Q1633. You can learn about a company’s use of its operating cash flow by computing the number of days’ purchases in accounts payable. How?
A1633. Number of days’ purchases in accounts Payable = 365 days / (purchases / average accounts payable)
Q1634. Name the employee compensation timeline
A1634. payroll / compensated absences / stock options & bonuses / postemployment benefits / pensions and postretirement bonuses
Q1635. Payroll seems simple, but gets messy. Why?
A1635. Taxes. FICA (Federal insurance contributions act - social security tax) FUTA (federal unemployment taxes) - Federal and state withholding taxes
Q1636. The company obligates itself to pay employees for a certain number of days in the future even when the employee does not produce any economic input - under what method?
A1636. Compensated absences
Q1637. Where is the expense associated with compensated absences recorded?
A1637. The expense for compensated absences is recognized in the period in which those days are EARNED, not when they’re used.
Q1638. There are two methods for accounting for employee stock options - what are they?
A1638. Intrinsic value method - based on the assumption that the value of an option is measured by whether there is any value in recognizing the option on the day it is granted. If the option is for $40 and the stock is at $50, there is a $10 intrinsic value. 2) Fair value method - the real value of the option lies in the chance that the stock price may increase above the option exercise prices some time during the life of the option.
Q1639. What do you call benefits incurred after an employee has ceased to work for an employer but before that employee retires?
A1639. Post Employment benefits. (severance package, retraining costs, education costs, etc.)
Q1640. What do you call a cash compensation after you retire?
A1640. Pension
Q1641. There are two types of pensions - what are they?

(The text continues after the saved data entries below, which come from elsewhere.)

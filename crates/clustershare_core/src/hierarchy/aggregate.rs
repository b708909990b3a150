//! Best-effort decoration of resolved hierarchy trees.
//!
//! # Responsibility
//! - Fill advisory per-node metrics (user counts, quota, usage) from
//!   caller-supplied lookup maps.
//!
//! # Invariants
//! - Decoration mutates only advisory fields, never `children`, `level`,
//!   or `path`.
//! - A lookup miss leaves the field at its zero value and is logged; no
//!   decoration problem ever fails a hierarchy build.
//! - Per-node user counts are local to the node's own account; they are
//!   never rolled up across a subtree.

use crate::hierarchy::resolver::HierarchyNode;
use crate::model::association::AssociationRecord;
use crate::model::tres::{AccountQuota, AccountUsage};
use log::debug;
use std::collections::{HashMap, HashSet};

/// Sets every node's `total_users` to its own distinct bound user count.
///
/// Counts users from associations of exactly that node's account; rows
/// without a user name are skipped. Descendant users are never included;
/// callers sum a subtree themselves when they want a rolled-up total.
pub fn annotate_user_counts(
    node: &mut HierarchyNode,
    associations_by_account: &HashMap<String, Vec<AssociationRecord>>,
) {
    node.total_users = match associations_by_account.get(node.account.name.as_str()) {
        Some(associations) => distinct_user_count(associations),
        None => {
            debug!(
                "event=decorate_miss module=hierarchy field=users account={}",
                node.account.name
            );
            0
        }
    };

    for child in &mut node.children {
        annotate_user_counts(child, associations_by_account);
    }
}

/// Attaches pre-fetched per-account quota records verbatim.
///
/// Nodes without a quota entry keep the default zero value.
pub fn annotate_quota(node: &mut HierarchyNode, quota_by_account: &HashMap<String, AccountQuota>) {
    match quota_by_account.get(node.account.name.as_str()) {
        Some(quota) => node.aggregate_quota = quota.clone(),
        None => debug!(
            "event=decorate_miss module=hierarchy field=quota account={}",
            node.account.name
        ),
    }

    for child in &mut node.children {
        annotate_quota(child, quota_by_account);
    }
}

/// Attaches pre-fetched per-account usage records verbatim.
///
/// Nodes without a usage entry keep the default zero value.
pub fn annotate_usage(node: &mut HierarchyNode, usage_by_account: &HashMap<String, AccountUsage>) {
    match usage_by_account.get(node.account.name.as_str()) {
        Some(usage) => node.aggregate_usage = usage.clone(),
        None => debug!(
            "event=decorate_miss module=hierarchy field=usage account={}",
            node.account.name
        ),
    }

    for child in &mut node.children {
        annotate_usage(child, usage_by_account);
    }
}

/// Groups flat association records by account name.
pub fn group_by_account(
    associations: Vec<AssociationRecord>,
) -> HashMap<String, Vec<AssociationRecord>> {
    let mut grouped: HashMap<String, Vec<AssociationRecord>> = HashMap::new();
    for association in associations {
        grouped
            .entry(association.account.clone())
            .or_default()
            .push(association);
    }
    grouped
}

fn distinct_user_count(associations: &[AssociationRecord]) -> usize {
    let mut users = HashSet::new();
    for association in associations {
        if association.has_user() {
            users.insert(association.user.as_str());
        }
    }
    users.len()
}
//! Account domain model.
//!
//! # Responsibility
//! - Define the canonical flat account record used by snapshot and
//!   hierarchy layers.
//! - Validate locally-enforceable field rules before records enter a
//!   snapshot cache.
//!
//! # Invariants
//! - `name` is the unique account key and never blank.
//! - `parent_name` empty means the account is a hierarchy root.
//! - Flag strings are opaque except for `DELETED`, which marks tombstones.

use once_cell::sync::Lazy;
use regex::Regex;
use serde::{Deserialize, Serialize};
use std::error::Error;
use std::fmt::{Display, Formatter};

/// Flag value marking an account as deleted on the remote side.
pub const DELETED_FLAG: &str = "DELETED";

static ACCOUNT_NAME_RE: Lazy<Regex> =
    Lazy::new(|| Regex::new(r"^[a-z0-9][a-z0-9._-]*$").expect("valid account name regex"));

/// Validation errors for locally-enforceable account field rules.
#[derive(Debug, Clone, PartialEq, Eq)]
pub enum AccountValidationError {
    /// Account name is empty after trim.
    EmptyName,
    /// Account name contains characters outside the accepted charset.
    InvalidName(String),
    /// Account lists itself as its own parent.
    SelfParent(String),
}

impl Display for AccountValidationError {
    fn fmt(&self, f: &mut Formatter<'_>) -> std::fmt::Result {
        match self {
            Self::EmptyName => write!(f, "account name must not be blank"),
            Self::InvalidName(name) => write!(
                f,
                "account name `{name}` must match lowercase alphanumerics plus `._-`"
            ),
            Self::SelfParent(name) => {
                write!(f, "account `{name}` cannot be its own parent")
            }
        }
    }
}

impl Error for AccountValidationError {}

/// Canonical flat account record fetched from the accounting service.
///
/// One snapshot holds many of these; hierarchy structure is derived from
/// `parent_name` pointers, never stored as live references.
#[derive(Debug, Clone, PartialEq, Eq, Serialize, Deserialize)]
pub struct AccountRecord {
    /// Unique account key.
    pub name: String,
    /// Parent account name. Empty string means root.
    #[serde(rename = "parent")]
    pub parent_name: String,
    /// Free-form description maintained on the remote side.
    pub description: String,
    /// Owning organization label.
    pub organization: String,
    /// Remote-side flags. May include [`DELETED_FLAG`].
    pub flags: Vec<String>,
    /// Coordinator user names in remote-reported order.
    pub coordinators: Vec<String>,
}

impl AccountRecord {
    /// Creates a record with the given name and parent and empty metadata.
    pub fn new(name: impl Into<String>, parent_name: impl Into<String>) -> Self {
        Self {
            name: name.into(),
            parent_name: parent_name.into(),
            description: String::new(),
            organization: String::new(),
            flags: Vec::new(),
            coordinators: Vec::new(),
        }
    }

    /// Validates locally-enforceable field rules.
    ///
    /// # Invariants
    /// - `name` is non-blank and matches the accepted charset.
    /// - `parent_name` never equals `name`.
    pub fn validate(&self) -> Result<(), AccountValidationError> {
        if self.name.trim().is_empty() {
            return Err(AccountValidationError::EmptyName);
        }
        if !ACCOUNT_NAME_RE.is_match(self.name.as_str()) {
            return Err(AccountValidationError::InvalidName(self.name.clone()));
        }
        if self.parent_name == self.name {
            return Err(AccountValidationError::SelfParent(self.name.clone()));
        }
        Ok(())
    }

    /// Returns whether this account is a hierarchy root.
    pub fn is_root(&self) -> bool {
        self.parent_name.is_empty()
    }

    /// Returns whether the remote side flagged this account as deleted.
    pub fn is_deleted(&self) -> bool {
        self.has_flag(DELETED_FLAG)
    }

    /// Returns whether the record carries the given flag.
    pub fn has_flag(&self, flag: &str) -> bool {
        self.flags.iter().any(|value| value == flag)
    }
}
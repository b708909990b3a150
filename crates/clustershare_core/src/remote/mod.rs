//! Accounting-service collaborator seam.
//!
//! # Responsibility
//! - Define the fetch contract the core consumes (flat record lists plus
//!   single-account lookup).
//! - Provide a versioned registry for service implementations and an
//!   in-memory fixture implementation.
//!
//! # Invariants
//! - The core never talks to the remote side except through
//!   [`service_spi::AccountingService`].
//! - Transport, authentication, and retry policy live behind the trait,
//!   never in the core.

pub mod service_registry;
pub mod service_spi;
pub mod static_service;
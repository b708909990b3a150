//! In-memory accounting service backed by fixed record vectors.
//!
//! # Responsibility
//! - Serve caller-supplied accounts/associations through the
//!   [`AccountingService`] contract for tests and offline analysis.
//!
//! # Invariants
//! - Record order is preserved exactly as supplied, so snapshots built
//!   from this service have deterministic adjacency ordering.

use crate::model::account::AccountRecord;
use crate::model::association::AssociationRecord;
use crate::remote::service_spi::{
    AccountingService, AssociationFilter, ServiceError, ServiceResult,
};

/// Fixed-data implementation of [`AccountingService`].
#[derive(Debug, Clone)]
pub struct StaticAccountingService {
    service_id: String,
    accounts: Vec<AccountRecord>,
    associations: Vec<AssociationRecord>,
}

impl StaticAccountingService {
    /// Creates a service serving the given records verbatim.
    pub fn new(
        service_id: impl Into<String>,
        accounts: Vec<AccountRecord>,
        associations: Vec<AssociationRecord>,
    ) -> Self {
        Self {
            service_id: service_id.into(),
            accounts,
            associations,
        }
    }
}

impl AccountingService for StaticAccountingService {
    fn service_id(&self) -> &str {
        &self.service_id
    }

    fn list_accounts(&self) -> ServiceResult<Vec<AccountRecord>> {
        Ok(self.accounts.clone())
    }

    fn list_associations(
        &self,
        filter: &AssociationFilter,
    ) -> ServiceResult<Vec<AssociationRecord>> {
        Ok(self
            .associations
            .iter()
            .filter(|association| filter.matches(association))
            .cloned()
            .collect())
    }

    fn get_account(&self, name: &str) -> ServiceResult<AccountRecord> {
        self.accounts
            .iter()
            .find(|account| account.name == name)
            .cloned()
            .ok_or_else(|| ServiceError::AccountNotFound(name.to_string()))
    }
}
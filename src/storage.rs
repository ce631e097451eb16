//! Blob storage for animal photos.
//!
//! Keys are relative, `/`-separated paths such as `animals/rex.jpg`.

use std::path::{Component, Path, PathBuf};

use crate::eid::Eid;

pub trait BlobStore: Send + Sync {
    fn write(&self, key: &str, data: &[u8]) -> std::io::Result<()>;
    fn read(&self, key: &str) -> std::io::Result<Vec<u8>>;
    fn exists(&self, key: &str) -> bool;
    fn delete(&self, key: &str) -> std::io::Result<()>;
}

#[derive(Clone, Debug)]
pub struct BackendLocal {
    pub base_dir: PathBuf,
}

impl BackendLocal {
    pub fn new(storage_dir: impl AsRef<Path>) -> std::io::Result<Self> {
        let path = storage_dir.as_ref().to_path_buf();
        std::fs::create_dir_all(&path)?;
        Ok(BackendLocal { base_dir: path })
    }

    /// Resolve a key to a path under `base_dir`, refusing anything that escapes it.
    fn resolve(&self, key: &str) -> std::io::Result<PathBuf> {
        let relative = Path::new(key);
        let escapes = relative
            .components()
            .any(|c| !matches!(c, Component::Normal(_)));

        if key.is_empty() || escapes {
            return Err(std::io::Error::new(
                std::io::ErrorKind::InvalidInput,
                format!("invalid blob key {key:?}"),
            ));
        }

        Ok(self.base_dir.join(relative))
    }
}

impl BlobStore for BackendLocal {
    fn exists(&self, key: &str) -> bool {
        self.resolve(key)
            .map(|path| path.is_file())
            .unwrap_or(false)
    }

    fn read(&self, key: &str) -> std::io::Result<Vec<u8>> {
        std::fs::read(self.resolve(key)?)
    }

    fn write(&self, key: &str, data: &[u8]) -> std::io::Result<()> {
        let path = self.resolve(key)?;
        let parent = path.parent().unwrap_or(&self.base_dir);
        std::fs::create_dir_all(parent)?;

        let file_name = path
            .file_name()
            .map(|name| name.to_string_lossy().to_string())
            .unwrap_or_default();
        let temp_path = parent.join(format!(".{}-{file_name}", Eid::new()));

        std::fs::write(&temp_path, data)?;

        std::fs::rename(&temp_path, &path)
    }

    fn delete(&self, key: &str) -> std::io::Result<()> {
        std::fs::remove_file(self.resolve(key)?)
    }
}
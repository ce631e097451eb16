use rusty_ulid::Ulid;
use serde::{Deserialize, Serialize};
use std::fmt::Display;

/// Identifier of an animal record. Assigned by the record store, never changed.
#[derive(Clone, Debug, PartialEq, Eq, PartialOrd, Ord, Serialize, Deserialize, Hash)]
#[serde(transparent)]
pub struct Eid(String);

impl Display for Eid {
    fn fmt(&self, f: &mut std::fmt::Formatter<'_>) -> std::fmt::Result {
        write!(f, "{}", self.0)
    }
}

impl From<&str> for Eid {
    fn from(fr: &str) -> Self {
        Eid(fr.to_string())
    }
}

impl From<String> for Eid {
    fn from(fr: String) -> Self {
        Eid(fr)
    }
}

impl Eid {
    #[inline]
    pub fn new() -> Eid {
        Eid(Ulid::generate().to_string())
    }
}

impl Default for Eid {
    fn default() -> Self {
        Self::new()
    }
}

#[cfg(test)]
mod tests {
    use super::*;

    #[test]
    fn test_new_ids_are_unique() {
        let a = Eid::new();
        let b = Eid::new();
        assert_ne!(a, b);
        assert_eq!(a.to_string().len(), 26);
    }

    #[test]
    fn test_serializes_as_plain_string() {
        let id = Eid::from("01HZX");
        assert_eq!(serde_json::to_string(&id).unwrap(), "\"01HZX\"");
    }
}
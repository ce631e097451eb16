use clap::{Parser, Subcommand};
use std::path::PathBuf;

#[derive(Parser, Debug)]
#[command(version, about, long_about = None)]
pub struct Args {
    #[command(subcommand)]
    pub command: Command,
}

#[derive(Subcommand, Debug)]
pub enum Command {
    /// Start petmatch as a service.
    Daemon {},

    /// Register an animal. Its photo is embedded right away.
    Add {
        /// Animal name
        #[clap(short, long)]
        name: Option<String>,

        /// Species (dog, cat, ...)
        #[clap(short, long)]
        species: Option<String>,

        /// Photo file to upload
        #[clap(short, long, conflicts_with = "photo_ref")]
        photo: Option<PathBuf>,

        /// Reference to an already stored photo (download url or storage path)
        #[clap(long)]
        photo_ref: Option<String>,

        /// Extra field, as key=value. Values are parsed as JSON when possible.
        #[clap(short, long = "field", value_name = "KEY=VALUE")]
        fields: Vec<String>,
    },

    /// Find animals that look like the given photo
    Search {
        /// Query photo
        image: PathBuf,

        /// Maximum number of matches
        #[clap(short, long)]
        limit: Option<usize>,
    },

    /// Generate the vector for one animal
    Ingest {
        /// Animal id
        id: String,
    },

    /// Generate vectors for every animal that does not have one yet
    Backfill {},
}
use anyhow::{bail, Context};
use clap::Parser;
use indicatif::{ProgressBar, ProgressStyle};
use serde_json::{Map, Value};
use tracing_subscriber::EnvFilter;

mod app;
mod cli;
mod config;
mod eid;
mod photo_ref;
mod records;
mod semantic;
mod storage;
#[cfg(test)]
mod tests;
mod web;

use app::AppFactory;
use eid::Eid;
use records::AnimalCreate;
use semantic::IngestOutcome;

/// Parse `key=value` pairs; values that are valid JSON keep their type.
pub fn parse_fields(pairs: &[String]) -> anyhow::Result<Map<String, Value>> {
    let mut fields = Map::new();
    for pair in pairs {
        let Some((key, value)) = pair.split_once('=') else {
            bail!("field {pair:?} is not in key=value form");
        };
        let key = key.trim();
        if key.is_empty() {
            bail!("field {pair:?} has an empty key");
        }
        let value = serde_json::from_str(value).unwrap_or_else(|_| Value::String(value.to_string()));
        fields.insert(key.to_string(), value);
    }
    Ok(fields)
}

fn main() -> anyhow::Result<()> {
    tracing_subscriber::fmt()
        .with_env_filter(
            EnvFilter::try_from_default_env().unwrap_or_else(|_| EnvFilter::new("info")),
        )
        .init();

    let args = cli::Args::parse();

    let paths = AppFactory::get_paths()?;
    let app = AppFactory::create_app(&paths)?;

    match args.command {
        cli::Command::Daemon {} => web::start_daemon(app),

        cli::Command::Add {
            name,
            species,
            photo,
            photo_ref,
            fields,
        } => {
            let mut fields = parse_fields(&fields)?;
            if let Some(name) = name {
                fields.insert("name".to_string(), Value::String(name));
            }
            if let Some(species) = species {
                fields.insert("species".to_string(), Value::String(species));
            }

            let photo = photo
                .map(|path| {
                    std::fs::read(&path)
                        .with_context(|| format!("failed to read {}", path.display()))
                })
                .transpose()?;

            let record = app.create(AnimalCreate { photo_ref, fields }, photo)?;
            let record = app.get(&record.id)?;

            println!("{}", serde_json::to_string_pretty(&record)?);
            Ok(())
        }

        cli::Command::Search { image, limit } => {
            let image = std::fs::read(&image)
                .with_context(|| format!("failed to read {}", image.display()))?;
            let limit = limit.unwrap_or(app.search.top_k());

            let matches = app.search.rank(&image, limit)?;
            println!("{}", serde_json::to_string_pretty(&matches)?);
            Ok(())
        }

        cli::Command::Ingest { id } => match app.ingest(&Eid::from(id.as_str())) {
            IngestOutcome::Stored { dimensions } => {
                println!("stored {dimensions}-d vector for animal {id}");
                Ok(())
            }
            IngestOutcome::Skipped => {
                println!("animal {id} has no photo");
                Ok(())
            }
            IngestOutcome::Failed(err) => Err(err.into()),
        },

        cli::Command::Backfill {} => {
            let progress = ProgressBar::new(0);
            if let Ok(style) =
                ProgressStyle::with_template("{bar:40} {pos}/{len} animals [{elapsed_precise}]")
            {
                progress.set_style(style);
            }

            let report = app.backfill(&progress)?;
            progress.finish();

            println!(
                "{} stored, {} without photo, {} failed",
                report.stored, report.skipped, report.failed
            );
            Ok(())
        }
    }
}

A1641. Defined contribution plan - requiring the company to insert a certain amount into the pension each year. Defined Benefit plan - the company promises employees a certain monthly cash amount after they retire based on the factors like # of years worked for company, highest salary, etc.
Q1642. Name an example of a “postretirement benefit other than pension”
A1642. Health plan after retirement
Q1643. There are two reasons why reported income tax payments for a company may differ from the actual amount paid - why?
A1643. 1 - as with many other expenses, income taxes are not necessarily pain in cash in the year in which they are incurred. 2- the difference between reported income tax expense and the actual amount of cash paid for taxes is that income tax expense is based on reported financial accounting income whereas the amount of cash paid for income taxes is dictated by the applicable government tax law.
Q1644. US Corporations run two sets of books, why?
A1644. One for financial information for shareholders, one for taxes
Q1645. Define a deferred tax asset
A1645. The expected benefit of a tax deduction for an expense item that has already been incurred and reported to shareholders but is not yet deductible according to IRS rules.
Q1646. Why would rapid depreciation help a company for tax purposes?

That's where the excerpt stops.